* [What to work on] What is needed is a copy of each line in the listing that contains "rebuilt".

START Data for review

#[cfg(test)]
mod tests {
    use super::*;
    use serde_json::json;

    fn page_schema() -> Schema {
        Schema::Object(vec![
            ("title".into(), Schema::Text),
            ("tags".into(), Schema::Array(Box::new(Schema::Primitive))),
            (
                "meta".into(),
                Schema::Record(Box::new(Schema::Primitive)),
            ),
            ("icon".into(), Schema::optional(Schema::Primitive)),
        ])
    }

    #[test]
    fn update_with_no_prior_state_populates_the_whole_object() {
        let mut doc = CrdtDocument::new();
        let update = doc
            .update(
                &page_schema(),
                &json!({"title": "Hello", "tags": ["a", "b"], "meta": {"pinned": true}}),
            )
            .unwrap();
        assert!(update.is_some());
        assert_eq!(
            doc.to_json(),
            json!({"title": "Hello", "tags": ["a", "b"], "meta": {"pinned": true}})
        );
    }

    #[test]
    fn repeating_the_same_update_produces_no_further_delta() {
        let mut doc = CrdtDocument::new();
        let value = json!({"title": "Hello", "tags": [], "meta": {}});
        doc.update(&page_schema(), &value).unwrap();
        let second = doc.update(&page_schema(), &value).unwrap();
        assert!(second.is_none());
    }

    #[test]
    fn text_field_diffs_instead_of_replacing() {
        let mut doc = CrdtDocument::new();
        doc.update(
            &page_schema(),
            &json!({"title": "hello world", "tags": [], "meta": {}}),
        )
        .unwrap();
        doc.update(
            &page_schema(),
            &json!({"title": "hello brave world", "tags": [], "meta": {}}),
        )
        .unwrap();
        assert_eq!(doc.to_json()["title"], json!("hello brave world"));
    }

    #[test]
    fn array_extension_and_truncation_converge() {
        let mut doc = CrdtDocument::new();
        doc.update(
            &page_schema(),
            &json!({"title": "x", "tags": ["a"], "meta": {}}),
        )
        .unwrap();
        doc.update(
            &page_schema(),
            &json!({"title": "x", "tags": ["a", "b", "c"], "meta": {}}),
        )
        .unwrap();
        assert_eq!(doc.to_json()["tags"], json!(["a", "b", "c"]));

        doc.update(&page_schema(), &json!({"title": "x", "tags": [], "meta": {}}))
            .unwrap();
        assert_eq!(doc.to_json()["tags"], json!([]));
    }

    #[test]
    fn invalid_input_is_rejected_without_mutating_the_document() {
        let mut doc = CrdtDocument::new();
        doc.update(&page_schema(), &json!({"title": "x", "tags": [], "meta": {}}))
            .unwrap();
        let before = doc.to_json();

        let err = doc.update(&page_schema(), &json!({"tags": []})).unwrap_err();
        assert!(matches!(err, EngineError::Validation(_)));
        assert_eq!(doc.to_json(), before);
    }

    #[test]
    fn two_replicas_converge_regardless_of_apply_order() {
        let mut a = CrdtDocument::new();
        let u1 = a
            .update(&page_schema(), &json!({"title": "a", "tags": [], "meta": {}}))
            .unwrap()
            .unwrap();
        let u2 = a
            .update(&page_schema(), &json!({"title": "ab", "tags": [], "meta": {}}))
            .unwrap()
            .unwrap();

        let mut replica_in_order = CrdtDocument::new();
        replica_in_order.apply_update(&u1, UpdateOrigin::Remote).unwrap();
        replica_in_order.apply_update(&u2, UpdateOrigin::Remote).unwrap();

        let mut replica_reordered = CrdtDocument::new();
        replica_reordered.apply_update(&u2, UpdateOrigin::Remote).unwrap();
        replica_reordered.apply_update(&u1, UpdateOrigin::Remote).unwrap();

        assert_eq!(replica_in_order.to_json(), replica_reordered.to_json());
        assert_eq!(replica_in_order.to_json(), a.to_json());
    }

    #[test]
    fn state_round_trips_through_from_updates() {
        let mut doc = CrdtDocument::new();
        let u1 = doc
            .update(&page_schema(), &json!({"title": "a", "tags": [], "meta": {}}))
            .unwrap()
            .unwrap();

        let rebuilt = CrdtDocument::from_updates(&[u1]).unwrap();
        assert_eq!(rebuilt.to_json(), doc.to_json());
    }

    #[test]
    fn undo_reverts_the_last_local_transaction_but_not_remote_ones() {
        let mut doc = CrdtDocument::new();
        doc.update(&page_schema(), &json!({"title": "a", "tags": [], "meta": {}}))
            .unwrap();
        doc.update(&page_schema(), &json!({"title": "ab", "tags": [], "meta": {}}))
            .unwrap();

        assert!(doc.undo());
        assert_eq!(doc.to_json()["title"], json!("a"));
    }

    #[test]
    fn explicit_null_on_an_optional_field_does_not_panic() {
        let mut doc = CrdtDocument::new();
        doc.update(
            &page_schema(),
            &json!({"title": "x", "tags": [], "meta": {}, "icon": "\u{1f4c4}"}),
        )
        .unwrap();

        doc.update(
            &page_schema(),
            &json!({"title": "x", "tags": [], "meta": {}, "icon": null}),
        )
        .unwrap();

        assert_eq!(doc.to_json()["icon"], Value::Null);
    }

    #[test]
    fn encoded_state_is_valid_base64() {
        let doc = CrdtDocument::new();
        let encoded = doc.encoded_state();
        use base64::Engine;
        assert!(base64::engine::general_purpose::STANDARD.decode(encoded).is_ok());
    }
}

END Data for review

* [Task output]
        let rebuilt = CrdtDocument::from_updates(&[u1]).unwrap();
        assert_eq!(rebuilt.to_json(), doc.to_json());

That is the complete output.